Three weeks before this year’s World Conference of Science Journalists (WCSJ) in Helsinki, I was asked to participate in a last minute session on the challenges of reporting clinical trials. At just 40 minutes long, the panel was supposed to be: ‘fast tempo, tweeted and with interaction.’ It certainly covered those bases.

I should declare upfront that I am not an expert. It’s a while since I worked with medical research, and I’ve never been a journalist. I’ve been on the publicity side, working with basic science for almost a decade. Agreeing to be on this panel would provide the perfect excuse to revise and find out more, about a subject relevant to my new role as Head of Communications at BioMed Central. We own Current Controlled Trials, which hosts the ISRCTN register, one of a small number of internationally approved trial registers on behalf of the non profit ISRCTN organisation. We also publish the Trials Journal and the Journal of Negative Results in BioMedicine.

Saying yes was an opportunity to learn as much as I could about best practice in a field that is both of interest and relevant to my job. I set about crowdsourcing; asking real experts for their top tips. Ben Goldacre, a founder of the AllTrials campaign, Henry Scowcroft and Paul Thorne at Cancer Research UK, and Sense about Science gave me advice and thoughts.
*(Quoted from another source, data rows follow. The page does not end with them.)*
//! Artifact server source over HTTP (libcurl).
//!
//! `GET {server_url}/{repo}/{path}`, following redirects. The body is spooled
//! to an anonymous temp file and handed back as the stream, so a dropped
//! connection surfaces here instead of halfway through a local save.

use std::collections::HashMap;
use std::io::{self, Read, Seek, SeekFrom, Write};
use std::time::Duration;

use super::{RemoteArtifactSource, RemoteFetchError};
use crate::artifact::ArtifactCoordinate;
use crate::error::{ArtifactError, Result};

/// Transfer settings for `HttpArtifactSource`.
#[derive(Debug, Clone)]
pub struct HttpOptions {
    /// Extra request headers (e.g. an API key header set in config).
    pub headers: HashMap<String, String>,
    pub connect_timeout: Duration,
    pub timeout: Duration,
}

impl Default for HttpOptions {
    fn default() -> Self {
        Self {
            headers: HashMap::new(),
            connect_timeout: Duration::from_secs(30),
            timeout: Duration::from_secs(3600),
        }
    }
}

/// Fetches artifacts from an artifact server's repository download URLs.
#[derive(Debug, Clone)]
pub struct HttpArtifactSource {
    base: url::Url,
    options: HttpOptions,
}

impl HttpArtifactSource {
    pub fn new(server_url: &str, options: HttpOptions) -> Result<Self> {
        if server_url.trim().is_empty() {
            return Err(ArtifactError::Configuration(
                "no artifact server URL specified".to_string(),
            ));
        }
        let mut base = url::Url::parse(server_url.trim()).map_err(|e| {
            ArtifactError::Configuration(format!("invalid server URL {}: {}", server_url, e))
        })?;
        if !base.path().ends_with('/') {
            let path = format!("{}/", base.path());
            base.set_path(&path);
        }
        Ok(Self { base, options })
    }

    /// Download URL for `coordinate`.
    pub fn artifact_url(&self, coordinate: &ArtifactCoordinate) -> std::result::Result<url::Url, RemoteFetchError> {
        let relative = format!(
            "{}/{}",
            coordinate.repo.trim_matches('/'),
            coordinate.path.trim_start_matches('/')
        );
        self.base
            .join(&relative)
            .map_err(|_| RemoteFetchError::InvalidUrl(relative))
    }
}

impl RemoteArtifactSource for HttpArtifactSource {
    fn fetch(&self, coordinate: &ArtifactCoordinate) -> std::result::Result<Box<dyn Read + Send>, RemoteFetchError> {
        let url = self.artifact_url(coordinate)?.to_string();
        let transport = |source: curl::Error| RemoteFetchError::Transport {
            url: url.clone(),
            source,
        };

        let mut spool = tempfile::tempfile()?;
        let mut spool_error: Option<io::Error> = None;

        let mut easy = curl::easy::Easy::new();
        easy.url(&url).map_err(transport)?;
        easy.follow_location(true).map_err(transport)?;
        easy.max_redirections(10).map_err(transport)?;
        easy.connect_timeout(self.options.connect_timeout)
            .map_err(transport)?;
        easy.timeout(self.options.timeout).map_err(transport)?;

        let mut list = curl::easy::List::new();
        for (k, v) in &self.options.headers {
            list.append(&format!("{}: {}", k.trim(), v.trim()))
                .map_err(transport)?;
        }
        if !self.options.headers.is_empty() {
            easy.http_headers(list).map_err(transport)?;
        }

        let performed = {
            let mut transfer = easy.transfer();
            transfer
                .write_function(|data| match spool.write_all(data) {
                    Ok(()) => Ok(data.len()),
                    Err(e) => {
                        spool_error = Some(e);
                        Ok(0) // abort transfer
                    }
                })
                .map_err(transport)?;
            transfer.perform()
        };
        if let Some(e) = spool_error {
            return Err(RemoteFetchError::Spool(e));
        }
        performed.map_err(transport)?;

        let code = easy.response_code().map_err(transport)?;
        if !(200..300).contains(&code) {
            return Err(RemoteFetchError::Status { url, code });
        }
        tracing::debug!(url = %url, "fetched artifact");

        spool.seek(SeekFrom::Start(0))?;
        Ok(Box::new(spool))
    }
}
I had conversations with journalists who cover trials well, in particular TV Padma from SciDev.Net who wrote this helpful and practical guide for reporters covering clinical trials.
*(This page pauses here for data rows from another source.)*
//! Minimal HTTP/1.1 server for integration tests.
//!
//! Serves fixed bodies by request path (`/repo/path`), answers 404 for anything
//! else, and counts GET requests so tests can assert that nothing was fetched.

use std::collections::HashMap;
use std::io::{Read, Write};
use std::net::TcpListener;
use std::sync::atomic::{AtomicUsize, Ordering};
use std::sync::{Arc, Mutex};
use std::thread;

/// Handle to a running server.
pub struct ArtifactServer {
    pub base_url: String,
    gets: Arc<AtomicUsize>,
    last_headers: Arc<Mutex<Vec<String>>>,
}

impl ArtifactServer {
    /// Number of GET requests served so far (any status).
    pub fn gets(&self) -> usize {
        self.gets.load(Ordering::SeqCst)
    }

    /// Header lines of the most recent request.
    pub fn last_headers(&self) -> Vec<String> {
        self.last_headers.lock().unwrap().clone()
    }
}

/// Starts a server in a background thread serving `files` (path → body), e.g.
/// `("/generic/a/b.txt", b"...")`. The server runs until the process exits.
pub fn start(files: &[(&str, &[u8])]) -> ArtifactServer {
    let listener = TcpListener::bind("127.0.0.1:0").expect("bind");
    let port = listener.local_addr().unwrap().port();
    let files: Arc<HashMap<String, Vec<u8>>> = Arc::new(
        files
            .iter()
            .map(|(p, b)| (p.to_string(), b.to_vec()))
            .collect(),
    );
    let gets = Arc::new(AtomicUsize::new(0));
    let last_headers = Arc::new(Mutex::new(Vec::new()));
    {
        let gets = Arc::clone(&gets);
        let last_headers = Arc::clone(&last_headers);
        thread::spawn(move || {
            for stream in listener.incoming().flatten() {
                let files = Arc::clone(&files);
                let gets = Arc::clone(&gets);
                let last_headers = Arc::clone(&last_headers);
                thread::spawn(move || handle(stream, &files, &gets, &last_headers));
            }
        });
    }
    ArtifactServer {
        base_url: format!("http://127.0.0.1:{}/", port),
        gets,
        last_headers,
    }
}

fn handle(
    mut stream: std::net::TcpStream,
    files: &HashMap<String, Vec<u8>>,
    gets: &AtomicUsize,
    last_headers: &Mutex<Vec<String>>,
) {
    let _ = stream.set_read_timeout(Some(std::time::Duration::from_secs(2)));
    let _ = stream.set_write_timeout(Some(std::time::Duration::from_secs(2)));
    let mut buf = [0u8; 8192];
    let n = match stream.read(&mut buf) {
        Ok(0) => return,
        Ok(n) => n,
        Err(_) => return,
    };
    let request = match std::str::from_utf8(&buf[..n]) {
        Ok(s) => s,
        Err(_) => return,
    };
    let mut lines = request.lines();
    let request_line = lines.next().unwrap_or("");
    let mut parts = request_line.split_whitespace();
    let method = parts.next().unwrap_or("");
    let path = parts.next().unwrap_or("");
    let headers: Vec<String> = lines
        .map(str::trim)
        .take_while(|l| !l.is_empty())
        .map(str::to_string)
        .collect();
    if let Ok(mut last) = last_headers.lock() {
        *last = headers;
    }

    if !method.eq_ignore_ascii_case("GET") {
        let _ = stream.write_all(b"HTTP/1.1 405 Method Not Allowed\r\nContent-Length: 0\r\nConnection: close\r\n\r\n");
        return;
    }
    gets.fetch_add(1, Ordering::SeqCst);
    match files.get(path) {
        Some(body) => {
            let head = format!(
                "HTTP/1.1 200 OK\r\nContent-Length: {}\r\nConnection: close\r\n\r\n",
                body.len()
            );
            let _ = stream.write_all(head.as_bytes());
            let _ = stream.write_all(body);
        }
        None => {
            let _ = stream.write_all(
                b"HTTP/1.1 404 Not Found\r\nContent-Length: 0\r\nConnection: close\r\n\r\n",
            );
        }
    }
}
use anyhow::{Context, Result};
use serde::{Deserialize, Serialize};
use std::collections::HashMap;
use std::fs;
use std::path::{Path, PathBuf};
use std::time::Duration;

use crate::remote::HttpOptions;

/// Global configuration loaded from `~/.config/artsync/config.toml`.
#[derive(Debug, Clone, Serialize, Deserialize)]
pub struct SyncConfig {
    /// Base URL of the artifact server (e.g. `https://repo.example.com/artifactory`).
    #[serde(default)]
    pub server_url: Option<String>,
    /// Maximum number of artifacts downloaded concurrently.
    pub max_concurrent_downloads: usize,
    /// Default layout for artifacts that don't choose one: flat when true.
    #[serde(default)]
    pub flat_download: bool,
    /// Connection timeout in seconds.
    pub connect_timeout_secs: u64,
    /// Whole-transfer timeout in seconds.
    pub transfer_timeout_secs: u64,
    /// Extra HTTP headers sent with every artifact request.
    #[serde(default)]
    pub headers: HashMap<String, String>,
}

impl Default for SyncConfig {
    fn default() -> Self {
        Self {
            server_url: None,
            max_concurrent_downloads: 4,
            flat_download: false,
            connect_timeout_secs: 30,
            transfer_timeout_secs: 3600,
            headers: HashMap::new(),
        }
    }
}

impl SyncConfig {
    /// Concurrency actually used; never below 1.
    pub fn effective_concurrency(&self) -> usize {
        self.max_concurrent_downloads.max(1)
    }

    pub fn http_options(&self) -> HttpOptions {
        HttpOptions {
            headers: self.headers.clone(),
            connect_timeout: Duration::from_secs(self.connect_timeout_secs),
            timeout: Duration::from_secs(self.transfer_timeout_secs),
        }
    }
}

pub fn config_path() -> Result<PathBuf> {
    let xdg_dirs = xdg::BaseDirectories::with_prefix("artsync")?;
    Ok(xdg_dirs.place_config_file("config.toml")?)
}

/// Load configuration from disk, creating a default file if none exists.
pub fn load_or_init() -> Result<SyncConfig> {
    load_or_init_at(&config_path()?)
}

/// Like `load_or_init` for an explicit path.
pub fn load_or_init_at(path: &Path) -> Result<SyncConfig> {
    if !path.exists() {
        let default_cfg = SyncConfig::default();
        let toml = toml::to_string_pretty(&default_cfg)?;
        if let Some(parent) = path.parent() {
            fs::create_dir_all(parent)?;
        }
        fs::write(path, toml).with_context(|| format!("write {}", path.display()))?;
        tracing::info!("created default config at {}", path.display());
        return Ok(default_cfg);
    }

    let data = fs::read_to_string(path).with_context(|| format!("read {}", path.display()))?;
    let cfg: SyncConfig =
        toml::from_str(&data).with_context(|| format!("parse {}", path.display()))?;
    Ok(cfg)
}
There are various points where clinical trials can make news and the below focuses on reporting results, either from conferences or when they are published. Sometimes clinicians and funders will drum up publicity in order to recruit patients, but if there are results it is probably best to wait until trials are published and in the public domain. There are times when conference talks make headlines, this cannot be avoided. When this happens, extra thought is required over whether the trial has concluded and what affect an early report without available data could have on patients, and on healthy individuals. Occasionally a trial may be discontinued and this throws up communications challenges.
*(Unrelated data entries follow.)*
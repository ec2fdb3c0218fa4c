//! Local-storage mirror of the current session's credentials.
//!
//! The mirror holds exactly two keys, `token` and `username`. It is written
//! in full after a successful login or signup and removed in full on logout;
//! it is never partially cleared. Absence of either key means "logged out".

use gloo_storage::{LocalStorage, Storage};

const TOKEN_KEY: &str = "token";
const USERNAME_KEY: &str = "username";

/// The credential pair persisted across page loads.
#[derive(Debug, Clone, PartialEq, Eq)]
pub struct StoredCredentials {
    pub token: String,
    pub username: String,
}

/// Mirror the current user's credentials into local storage.
pub fn save(credentials: &StoredCredentials) {
    // Storage writes only fail on quota; nothing actionable for two short strings.
    let _ = LocalStorage::set(TOKEN_KEY, credentials.token.clone());
    let _ = LocalStorage::set(USERNAME_KEY, credentials.username.clone());
}

/// Read the mirrored credentials. Returns `None` unless both keys exist.
pub fn load() -> Option<StoredCredentials> {
    let token: String = LocalStorage::get(TOKEN_KEY).ok()?;
    let username: String = LocalStorage::get(USERNAME_KEY).ok()?;
    Some(StoredCredentials { token, username })
}

/// Remove both mirrored keys.
pub fn clear() {
    LocalStorage::delete(TOKEN_KEY);
    LocalStorage::delete(USERNAME_KEY);
}

#[cfg(all(test, target_arch = "wasm32"))]
mod tests {
    use super::*;
    use wasm_bindgen_test::*;

    wasm_bindgen_test_configure!(run_in_browser);

    fn credentials() -> StoredCredentials {
        StoredCredentials {
            token: "opaque-token".to_string(),
            username: "alice".to_string(),
        }
    }

    #[wasm_bindgen_test]
    fn save_then_load_roundtrips() {
        clear();
        save(&credentials());
        assert_eq!(load(), Some(credentials()));
        clear();
    }

    #[wasm_bindgen_test]
    fn clear_removes_both_keys() {
        save(&credentials());
        clear();
        assert_eq!(load(), None);
        let token: Result<String, _> = LocalStorage::get("token");
        let username: Result<String, _> = LocalStorage::get("username");
        assert!(token.is_err());
        assert!(username.is_err());
    }

    #[wasm_bindgen_test]
    fn load_requires_both_keys() {
        clear();
        let _ = LocalStorage::set("token", "only-token".to_string());
        assert_eq!(load(), None);
        clear();
    }
}
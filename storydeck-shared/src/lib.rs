#![cfg_attr(not(test), forbid(unsafe_code))]
#![deny(warnings, clippy::pedantic)]
#![allow(clippy::multiple_crate_versions)]

//! Shared models and domain helpers for the Storydeck front end.
//!
//! Everything here is plain data plus pure functions so the web crate can
//! exercise its list filtering, favorite bookkeeping, and validation logic
//! without touching a DOM or a network.

pub mod models;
Below are the ten tips I put together for the presentation, and which I tweeted afterwards. There’s a Storify that lays them out simply. I’ve tried to add a little context below.

  1. Was this trial registered before it began? It should have been! So that we can scrutinise it and make sure negative results don’t get hidden.
  2. Is the primary outcome reported in the paper the same as the primary outcome specified in the protocol? If not, why not? Though researchers may publish their protocol in advance when registering a trial, not all registries require it.
  3. Look for other trials by this company, or group, or on this treatment and on registries: have these all been published? If not, then this report possibly represents a biased and cherry picked finding.
  4. ALWAYS mention who funded the trial – it matters. Whether some of the ethics committee people have some interest with the funding company.
  5. Look at whether the country where the work is done will benefit from the trial. Will they get the drug at a lower cost or not? Is it investing a disorder or disease that is a problem in that country.
  6. How many patients were on the trial, and how many were in each arm. Some trials can only have small patient groups, but others will need to study many more patients to draw the conclusions that may be being claimed.
  7. What was being compared? Was it drug vs placebo? Drug vs standard care? Drug with no control arm?
  8. Be precise about the sort of people or patients who benefited – was it just in advanced disease, people with a particular form of a disease? Contextualise how common these patients are in the bigger picture.
  9. Report natural frequencies as these are much more meaningful to both laypeople and experts: 13 people per 1000 experienced x is clearer than 1.3% of people experienced x
  10. Avoid relative risks and try to paint the findings in meaningful terms. So if you say the drug improved survival by X% it’s hard to know quite what that means. If you wrote: people taking the drug lived four months longer on average, you’d be clearer. Best of all would be to say: patients taking the drug lived four months longer on average, which is two months longer than the control group.

I realise now that I left out the eleventh tip, which is to always seek advice from another expert, who is not involved in the trial and has no vested interest. This is true for reporting any story, but it is worth reiterating here.

BioMed Central, the open access publisher, has signed the petition supporting the AllTrials campaign.